Ray Mabus, Navy Secretary for most of the program’s duration, battled to add hulls to expand the fleet even as opponents doubted that the ship would ever have a purpose in real combat. Cuts were always stymied by Congress, typically by constituency shipbuilding members.
Frustrations at Sea
Sea life for those who did manage to serve was more frustrating than sense. Breakdowns were routine, leaving stranding crews in port rather than at sea. Technical information and instruction manuals provided to contractors simply guaranteed that it would not be repairable. Jams, gear failures, and perpetually defective weapons packs simply never performed as promised. Scores were removed from service within less than a decade—a tiny fraction of the lifespan with which they were originally intended. “A spokesman phrased it tactfully: without operating systems, the ships were “just a box floating in the ocean.”
Hard Lessons, New Directions
Even with the pain of the LCS disaster, it has compelled the Navy to reconsider its shipbuilding strategy. The spotlight is back on heavier frigates and destroyers, warships best suited to fight and withstand hostile seas.” Today, the long-term vision is a more than 500-strong fleet of improved platforms, integrating manned warships with increasingly unmanned platforms.

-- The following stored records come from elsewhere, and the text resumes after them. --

use anyhow::Result;
use clap::Parser;
use tracing_subscriber::EnvFilter;

use ticketflow::app::{self, Cli};

fn init_tracing() {
    let filter = EnvFilter::try_from_default_env().unwrap_or_else(|_| EnvFilter::new("info"));
    tracing_subscriber::fmt()
        .with_env_filter(filter)
        .with_writer(std::io::stderr)
        .with_target(false)
        .init();
}

#[tokio::main]
async fn main() -> Result<()> {
    init_tracing();

    let cli = Cli::parse();
    tracing::debug!(command = ?cli.command, "starting");

    app::run(cli).await
}
//! Single authorization table mapping each mutating operation to its roles.

use serde::{Deserialize, Serialize};

use crate::domain::errors::TicketError;
use crate::domain::types::{Actor, ActorRole};

/// Operations gated by actor role.
#[derive(Debug, Clone, Copy, PartialEq, Eq, Serialize, Deserialize)]
#[serde(rename_all = "snake_case")]
pub enum Operation {
    CreateTicket,
    ReopenTicket,
    ApproveTicket,
    RejectTicket,
    CloseTicket,
    AssignTeamLead,
    UpdateAssignmentStatus,
}

impl Operation {
    pub fn name(&self) -> &'static str {
        match self {
            Operation::CreateTicket => "create ticket",
            Operation::ReopenTicket => "reopen ticket",
            Operation::ApproveTicket => "approve ticket",
            Operation::RejectTicket => "reject ticket",
            Operation::CloseTicket => "close ticket",
            Operation::AssignTeamLead => "assign team lead",
            Operation::UpdateAssignmentStatus => "update assignment status",
        }
    }
}

const PERMISSIONS: &[(Operation, &[ActorRole])] = &[
    (Operation::CreateTicket, &[ActorRole::Client]),
    (Operation::ReopenTicket, &[ActorRole::Client]),
    (Operation::ApproveTicket, &[ActorRole::Compliance]),
    (Operation::RejectTicket, &[ActorRole::Compliance]),
    (Operation::CloseTicket, &[ActorRole::Compliance]),
    (Operation::AssignTeamLead, &[ActorRole::Manager]),
    (Operation::UpdateAssignmentStatus, &[ActorRole::TeamLead]),
];

/// Roles permitted to perform `operation`.
pub fn permitted_roles(operation: Operation) -> &'static [ActorRole] {
    PERMISSIONS
        .iter()
        .find(|(op, _)| *op == operation)
        .map(|(_, roles)| *roles)
        .unwrap_or(&[])
}

/// Fails with `Unauthorized` unless the actor's role may perform `operation`.
pub fn authorize(actor: &Actor, operation: Operation) -> Result<(), TicketError> {
    if permitted_roles(operation).contains(&actor.role) {
        Ok(())
    } else {
        tracing::warn!(
            actor_id = %actor.id,
            role = %actor.role,
            operation = operation.name(),
            "role not permitted"
        );
        Err(TicketError::unauthorized(format!(
            "role {} may not {}",
            actor.role,
            operation.name()
        )))
    }
}

#[cfg(test)]
#[path = "tests/authorization_tests.rs"]
mod tests;
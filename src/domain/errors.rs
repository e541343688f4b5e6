//! Error types for the ticketing domain.

use thiserror::Error;

use crate::store::StoreError;

/// Errors returned by the lifecycle, triage and resolution engines.
///
/// Every variant except `Store` is an expected, caller-recoverable condition.
/// `Store` carries collaborator faults through unchanged.
#[derive(Debug, Error)]
pub enum TicketError {
    /// Entity id does not resolve.
    #[error("{entity} not found: {id}")]
    NotFound { entity: &'static str, id: String },

    /// Actor does not own, or may not act on, the entity.
    #[error("unauthorized: {message}")]
    Unauthorized { message: String },

    /// Operation is not valid for the entity's current status.
    #[error("invalid state: {message}")]
    InvalidState { message: String },

    /// Operation would violate an at-most-one invariant.
    #[error("conflict: {message}")]
    Conflict { message: String },

    /// Malformed or disallowed input value.
    #[error("invalid input: {message}")]
    InvalidInput { message: String },

    /// Store collaborator failure.
    #[error("store failure: {0}")]
    Store(#[source] StoreError),
}

impl TicketError {
    pub fn not_found(entity: &'static str, id: impl ToString) -> Self {
        Self::NotFound {
            entity,
            id: id.to_string(),
        }
    }

    pub fn unauthorized(message: impl Into<String>) -> Self {
        Self::Unauthorized {
            message: message.into(),
        }
    }

    pub fn invalid_state(message: impl Into<String>) -> Self {
        Self::InvalidState {
            message: message.into(),
        }
    }

    pub fn conflict(message: impl Into<String>) -> Self {
        Self::Conflict {
            message: message.into(),
        }
    }

    pub fn invalid_input(message: impl Into<String>) -> Self {
        Self::InvalidInput {
            message: message.into(),
        }
    }

    /// Short machine-readable category name.
    pub fn kind(&self) -> &'static str {
        match self {
            Self::NotFound { .. } => "not_found",
            Self::Unauthorized { .. } => "unauthorized",
            Self::InvalidState { .. } => "invalid_state",
            Self::Conflict { .. } => "conflict",
            Self::InvalidInput { .. } => "invalid_input",
            Self::Store(_) => "store",
        }
    }
}

/// Store guard violations become domain conflicts; everything else propagates as a fault.
impl From<StoreError> for TicketError {
    fn from(err: StoreError) -> Self {
        match err {
            StoreError::MissingTicket(id) => Self::not_found("ticket", id),
            StoreError::MissingAssignment(id) => Self::not_found("assignment", id),
            StoreError::DuplicateAssignments(ticket_id) => Self::conflict(format!(
                "departments already assigned for ticket {}",
                ticket_id
            )),
            StoreError::OpenGenerationExists(_) => {
                Self::conflict("an open ticket already exists in this reference group")
            }
            StoreError::StatusMismatch {
                ticket_id,
                expected,
                actual,
            } => Self::invalid_state(format!(
                "ticket {} is {}, expected {}",
                ticket_id, actual, expected
            )),
            other => Self::Store(other),
        }
    }
}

A vision of a more dispersed, more agile, built-around-real-stuff style fleet versus modular experiments. But there are challenges. Yards are working around the clock without workers, slowing down the material. Shipbuilding is now so much longer in duration than previously, and the maintenance backlog keeps submarines and surface ships in shipyards rather than at sea.
NAVSEA’s Drive for Change
In a bid to get in front of these challenges, Naval Sea Systems Command (NAVSEA) issued a new strategy that will speed up deliveries, increase readiness, and provide the foundation for the sort of high-end warfare the Navy expects it will be engaged in the next few years.

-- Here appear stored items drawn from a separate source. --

//! Runs one CLI command against the persisted store.
//!
//! Each invocation holds the store lock for its whole load, execute and
//! save cycle, so concurrent processes serialize on the snapshot file.

use anyhow::{Context, Result};
use serde::Serialize;
use serde_json::Value;
use std::sync::Arc;

use crate::app::cli::{Cli, Command};
use crate::audit::{AuditRecorder, JsonlAuditSink};
use crate::config::TicketflowConfig;
use crate::domain::ticket::TicketDraft;
use crate::engine::{EngineContext, TicketDesk};
use crate::store::{load_snapshot, save_snapshot, MemoryStore, StoreLock};
use crate::ticketflow_paths::{audit_log_path, store_lock_path, store_path};

/// Loads the store, executes `cli.command` and prints the result as JSON.
pub async fn run(cli: Cli) -> Result<()> {
    let config = TicketflowConfig::load_or_default(cli.config.as_deref())?;

    let lock_path = store_lock_path()?;
    let _lock = StoreLock::acquire(&lock_path)
        .with_context(|| format!("Failed to lock store: {}", lock_path.display()))?;

    let store_path = store_path()?;
    let snapshot = load_snapshot(&store_path)
        .with_context(|| format!("Failed to load store: {}", store_path.display()))?;
    let store = Arc::new(MemoryStore::from_snapshot(snapshot));
    let audit = AuditRecorder::new(Arc::new(JsonlAuditSink::new(audit_log_path()?)));
    let ctx = EngineContext::with_memory_store(store.clone(), audit, config.catalog());

    let output = execute(&cli, &ctx, config.audit.recent_limit).await?;

    if cli.command.mutates() {
        save_snapshot(&store_path, &store.snapshot().await)
            .with_context(|| format!("Failed to save store: {}", store_path.display()))?;
    }

    println!("{}", serde_json::to_string_pretty(&output)?);
    Ok(())
}

fn to_json<T: Serialize>(value: T) -> Result<Value> {
    Ok(serde_json::to_value(value)?)
}

/// Executes `cli.command` against `ctx` and returns the printable result.
pub async fn execute(cli: &Cli, ctx: &EngineContext, recent_limit: usize) -> Result<Value> {
    let desk = TicketDesk::new(ctx.clone());

    match cli.command.clone() {
        Command::Create {
            title,
            description,
            priority,
            email,
            phone,
        } => {
            let draft = TicketDraft {
                title,
                description,
                priority,
                contact_email: email,
                contact_phone: phone,
            };
            to_json(desk.lifecycle.create_ticket(draft, &cli.acting_as()?).await?)
        }
        Command::Reopen { ticket_id } => to_json(
            desk.lifecycle
                .reopen_ticket(ticket_id, &cli.acting_as()?)
                .await?,
        ),
        Command::Approve {
            ticket_id,
            departments,
            reason,
        } => {
            let actor = cli.acting_as()?;
            desk.triage
                .approve_ticket(ticket_id, &departments, &actor, reason)
                .await?;
            to_json(desk.lifecycle.ticket_detail(ticket_id).await?)
        }
        Command::Reject { ticket_id, reason } => to_json(
            desk.triage
                .reject_ticket(ticket_id, &cli.acting_as()?, reason)
                .await?,
        ),
        Command::Close { ticket_id } => to_json(
            desk.triage
                .close_ticket(ticket_id, &cli.acting_as()?)
                .await?,
        ),
        Command::AssignLead {
            assignment_id,
            team_lead,
        } => to_json(
            desk.resolution
                .assign_team_lead(assignment_id, team_lead, &cli.acting_as()?)
                .await?,
        ),
        Command::UpdateAssignment {
            assignment_id,
            status,
            notes,
        } => to_json(
            desk.resolution
                .update_assignment_status(assignment_id, status, &cli.acting_as()?, notes)
                .await?,
        ),
        Command::Queue => to_json(desk.triage.compliance_queue().await?),
        Command::ReadyQueue => to_json(desk.triage.ready_to_close_queue().await?),
        Command::History { reference_id } => {
            to_json(desk.lifecycle.ticket_history(reference_id).await?)
        }
        Command::Show { ticket_id } => to_json(desk.lifecycle.ticket_detail(ticket_id).await?),
        Command::Tickets { client } => {
            let client_id = match client {
                Some(id) => id,
                None => cli.acting_as()?.id,
            };
            to_json(desk.lifecycle.client_tickets(client_id).await?)
        }
        Command::Work { team_lead } => {
            let team_lead_id = match team_lead {
                Some(id) => id,
                None => cli.acting_as()?.id,
            };
            to_json(desk.resolution.team_lead_assignments(team_lead_id).await?)
        }
        Command::Audit {
            ticket,
            reference,
            limit,
        } => {
            let entries = match (ticket, reference) {
                (Some(ticket_id), _) => ctx.audit.by_ticket(ticket_id).await?,
                (None, Some(reference_id)) => ctx.audit.by_reference(reference_id).await?,
                (None, None) => ctx.audit.recent(limit.unwrap_or(recent_limit)).await?,
            };
            to_json(entries)
        }
    }
}

#[cfg(test)]
#[path = "tests/commands_tests.rs"]
mod tests;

Vice Adm. Jim Downey has made it a priority to shift from “just in time” logistics to “just in case,” command restructuring, and investing in people. The goal is straightforward: get ships to the fight on schedule, and within a price tag that the Navy can handle.
Looking Ahead
The LCS debacle is not a catastrophe—but a wake-up call. The Navy learned the hard way about the hubris of providing too much technology, reducing lowball budget requests to smithereens, and allowing politics to dictate policy. And it is applying those lessons in crafting tomorrow’s fleet. On the horizon, not distant, is a Navy not only larger but wiser, tougher, and more capable of delivering what the seas have in mind.